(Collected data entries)

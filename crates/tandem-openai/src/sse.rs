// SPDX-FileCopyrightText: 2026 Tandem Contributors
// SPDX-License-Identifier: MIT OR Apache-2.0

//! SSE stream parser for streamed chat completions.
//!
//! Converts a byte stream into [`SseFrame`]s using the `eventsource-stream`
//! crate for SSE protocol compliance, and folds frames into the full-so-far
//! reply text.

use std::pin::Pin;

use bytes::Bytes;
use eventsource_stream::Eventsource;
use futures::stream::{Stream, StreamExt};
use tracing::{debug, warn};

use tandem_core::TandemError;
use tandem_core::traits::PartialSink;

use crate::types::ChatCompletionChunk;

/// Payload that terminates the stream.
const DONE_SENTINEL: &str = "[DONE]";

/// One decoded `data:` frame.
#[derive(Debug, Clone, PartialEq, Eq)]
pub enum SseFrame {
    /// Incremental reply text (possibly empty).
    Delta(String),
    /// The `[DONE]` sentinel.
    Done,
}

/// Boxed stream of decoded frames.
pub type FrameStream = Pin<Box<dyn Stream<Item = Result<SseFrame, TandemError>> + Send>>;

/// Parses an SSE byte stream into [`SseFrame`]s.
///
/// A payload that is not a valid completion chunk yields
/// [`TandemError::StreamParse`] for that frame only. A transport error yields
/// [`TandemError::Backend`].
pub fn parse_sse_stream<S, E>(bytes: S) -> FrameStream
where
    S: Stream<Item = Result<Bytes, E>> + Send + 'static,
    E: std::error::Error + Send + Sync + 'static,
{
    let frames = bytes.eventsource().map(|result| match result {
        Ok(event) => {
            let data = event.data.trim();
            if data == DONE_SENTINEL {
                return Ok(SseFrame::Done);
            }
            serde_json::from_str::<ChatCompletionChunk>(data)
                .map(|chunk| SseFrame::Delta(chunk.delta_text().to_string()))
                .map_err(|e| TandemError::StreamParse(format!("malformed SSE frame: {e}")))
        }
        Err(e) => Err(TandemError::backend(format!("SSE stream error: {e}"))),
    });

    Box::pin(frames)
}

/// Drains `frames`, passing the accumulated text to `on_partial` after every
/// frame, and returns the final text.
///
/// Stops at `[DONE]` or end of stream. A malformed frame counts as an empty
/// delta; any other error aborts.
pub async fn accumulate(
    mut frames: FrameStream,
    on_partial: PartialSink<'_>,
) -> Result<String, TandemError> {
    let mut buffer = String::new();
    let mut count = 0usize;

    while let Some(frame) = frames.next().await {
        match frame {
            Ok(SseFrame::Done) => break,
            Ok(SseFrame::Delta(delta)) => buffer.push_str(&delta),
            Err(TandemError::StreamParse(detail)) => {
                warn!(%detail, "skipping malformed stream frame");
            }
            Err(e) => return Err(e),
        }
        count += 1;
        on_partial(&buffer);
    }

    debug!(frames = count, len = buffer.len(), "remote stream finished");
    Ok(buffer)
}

* * *

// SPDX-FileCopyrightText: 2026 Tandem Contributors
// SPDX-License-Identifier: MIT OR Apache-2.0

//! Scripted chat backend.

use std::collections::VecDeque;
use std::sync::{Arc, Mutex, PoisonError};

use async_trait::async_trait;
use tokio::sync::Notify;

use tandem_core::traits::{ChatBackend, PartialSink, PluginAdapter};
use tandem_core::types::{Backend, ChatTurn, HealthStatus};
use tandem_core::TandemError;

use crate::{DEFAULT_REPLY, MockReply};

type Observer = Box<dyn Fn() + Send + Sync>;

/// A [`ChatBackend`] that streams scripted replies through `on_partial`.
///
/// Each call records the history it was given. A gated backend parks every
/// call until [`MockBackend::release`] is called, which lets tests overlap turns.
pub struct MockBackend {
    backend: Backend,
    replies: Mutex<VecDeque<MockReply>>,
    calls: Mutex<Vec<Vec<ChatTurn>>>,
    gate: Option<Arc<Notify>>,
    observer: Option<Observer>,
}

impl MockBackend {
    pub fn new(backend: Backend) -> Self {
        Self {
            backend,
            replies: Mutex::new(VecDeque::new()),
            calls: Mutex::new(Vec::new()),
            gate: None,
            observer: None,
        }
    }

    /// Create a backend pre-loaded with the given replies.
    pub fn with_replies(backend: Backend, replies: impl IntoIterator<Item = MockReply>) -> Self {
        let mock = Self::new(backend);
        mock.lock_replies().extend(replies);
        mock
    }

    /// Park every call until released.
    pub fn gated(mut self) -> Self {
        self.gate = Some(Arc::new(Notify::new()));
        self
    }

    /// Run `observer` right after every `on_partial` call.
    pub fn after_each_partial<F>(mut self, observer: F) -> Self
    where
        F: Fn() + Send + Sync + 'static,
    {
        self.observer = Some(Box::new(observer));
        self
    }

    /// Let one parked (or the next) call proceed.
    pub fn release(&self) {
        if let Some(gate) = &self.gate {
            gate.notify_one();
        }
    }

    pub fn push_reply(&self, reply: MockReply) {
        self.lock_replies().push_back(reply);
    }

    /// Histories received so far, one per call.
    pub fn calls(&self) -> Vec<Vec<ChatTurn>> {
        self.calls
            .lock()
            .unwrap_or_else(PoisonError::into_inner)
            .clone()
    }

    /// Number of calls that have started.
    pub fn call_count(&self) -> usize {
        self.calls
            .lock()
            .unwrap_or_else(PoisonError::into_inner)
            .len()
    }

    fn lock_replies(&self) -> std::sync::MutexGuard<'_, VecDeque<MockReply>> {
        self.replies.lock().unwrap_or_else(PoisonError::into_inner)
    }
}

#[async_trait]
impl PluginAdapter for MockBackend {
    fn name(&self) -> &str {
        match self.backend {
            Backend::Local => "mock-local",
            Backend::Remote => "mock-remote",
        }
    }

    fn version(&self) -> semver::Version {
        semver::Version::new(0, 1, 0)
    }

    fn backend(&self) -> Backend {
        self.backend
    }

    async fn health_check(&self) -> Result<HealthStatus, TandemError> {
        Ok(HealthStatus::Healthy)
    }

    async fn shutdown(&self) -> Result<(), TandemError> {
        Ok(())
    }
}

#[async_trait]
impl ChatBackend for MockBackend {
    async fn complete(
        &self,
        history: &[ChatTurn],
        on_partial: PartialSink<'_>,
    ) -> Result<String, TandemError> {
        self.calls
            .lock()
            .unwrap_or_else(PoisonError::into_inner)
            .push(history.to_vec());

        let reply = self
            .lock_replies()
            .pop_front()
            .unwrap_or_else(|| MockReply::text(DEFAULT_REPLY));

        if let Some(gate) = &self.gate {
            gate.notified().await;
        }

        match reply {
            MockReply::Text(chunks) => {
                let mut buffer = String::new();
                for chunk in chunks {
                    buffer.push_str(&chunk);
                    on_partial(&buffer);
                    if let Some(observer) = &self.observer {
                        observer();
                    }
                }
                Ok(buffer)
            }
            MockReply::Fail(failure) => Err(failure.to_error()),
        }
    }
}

---

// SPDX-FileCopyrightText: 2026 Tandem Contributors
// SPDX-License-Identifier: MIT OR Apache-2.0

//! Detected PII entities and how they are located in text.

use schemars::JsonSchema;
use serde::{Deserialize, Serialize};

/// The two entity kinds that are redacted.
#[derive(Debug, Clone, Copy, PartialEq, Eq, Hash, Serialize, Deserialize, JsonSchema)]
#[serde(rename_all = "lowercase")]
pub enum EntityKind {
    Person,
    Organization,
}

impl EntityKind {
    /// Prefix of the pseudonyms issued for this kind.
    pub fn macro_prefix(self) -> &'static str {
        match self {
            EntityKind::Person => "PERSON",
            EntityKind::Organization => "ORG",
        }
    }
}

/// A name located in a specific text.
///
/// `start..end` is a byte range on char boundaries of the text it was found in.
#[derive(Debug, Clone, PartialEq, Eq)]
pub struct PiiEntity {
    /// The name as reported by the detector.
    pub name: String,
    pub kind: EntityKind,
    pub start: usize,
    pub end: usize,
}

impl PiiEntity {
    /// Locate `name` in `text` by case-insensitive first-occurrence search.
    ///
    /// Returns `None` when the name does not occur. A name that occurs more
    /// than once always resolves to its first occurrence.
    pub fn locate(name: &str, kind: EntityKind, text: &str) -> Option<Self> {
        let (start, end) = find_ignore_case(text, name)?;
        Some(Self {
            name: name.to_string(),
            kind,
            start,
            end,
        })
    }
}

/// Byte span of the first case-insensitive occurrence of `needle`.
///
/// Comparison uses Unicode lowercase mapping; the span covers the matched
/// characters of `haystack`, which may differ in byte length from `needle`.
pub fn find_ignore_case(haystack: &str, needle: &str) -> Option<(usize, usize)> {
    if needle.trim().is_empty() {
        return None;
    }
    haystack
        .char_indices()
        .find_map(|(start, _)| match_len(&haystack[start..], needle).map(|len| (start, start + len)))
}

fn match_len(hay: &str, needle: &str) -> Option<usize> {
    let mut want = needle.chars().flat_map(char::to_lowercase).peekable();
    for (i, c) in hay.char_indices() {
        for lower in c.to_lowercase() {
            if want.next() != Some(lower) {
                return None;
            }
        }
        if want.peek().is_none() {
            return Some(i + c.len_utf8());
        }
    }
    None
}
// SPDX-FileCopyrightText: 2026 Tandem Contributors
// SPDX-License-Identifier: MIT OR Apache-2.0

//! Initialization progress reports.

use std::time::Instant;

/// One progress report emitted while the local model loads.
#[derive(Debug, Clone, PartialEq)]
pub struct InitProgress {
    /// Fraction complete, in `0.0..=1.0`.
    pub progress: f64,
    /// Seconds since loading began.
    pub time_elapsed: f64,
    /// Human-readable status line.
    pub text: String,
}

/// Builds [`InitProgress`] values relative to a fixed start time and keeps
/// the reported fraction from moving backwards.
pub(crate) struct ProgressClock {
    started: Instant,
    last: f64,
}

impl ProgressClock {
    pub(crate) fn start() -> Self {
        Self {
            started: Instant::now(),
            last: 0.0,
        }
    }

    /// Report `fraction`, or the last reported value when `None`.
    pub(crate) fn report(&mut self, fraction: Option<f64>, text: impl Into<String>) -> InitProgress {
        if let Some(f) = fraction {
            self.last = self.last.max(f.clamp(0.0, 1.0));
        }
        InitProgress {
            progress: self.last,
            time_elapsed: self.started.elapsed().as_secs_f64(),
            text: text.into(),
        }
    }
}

# What you are asked to do
Where does "ChatBackend" occur in the data? Copy each line that has it.

# Your response
use tandem_core::traits::{ChatBackend, PartialSink, PluginAdapter};
/// A [`ChatBackend`] that streams scripted replies through `on_partial`.
impl ChatBackend for MockBackend {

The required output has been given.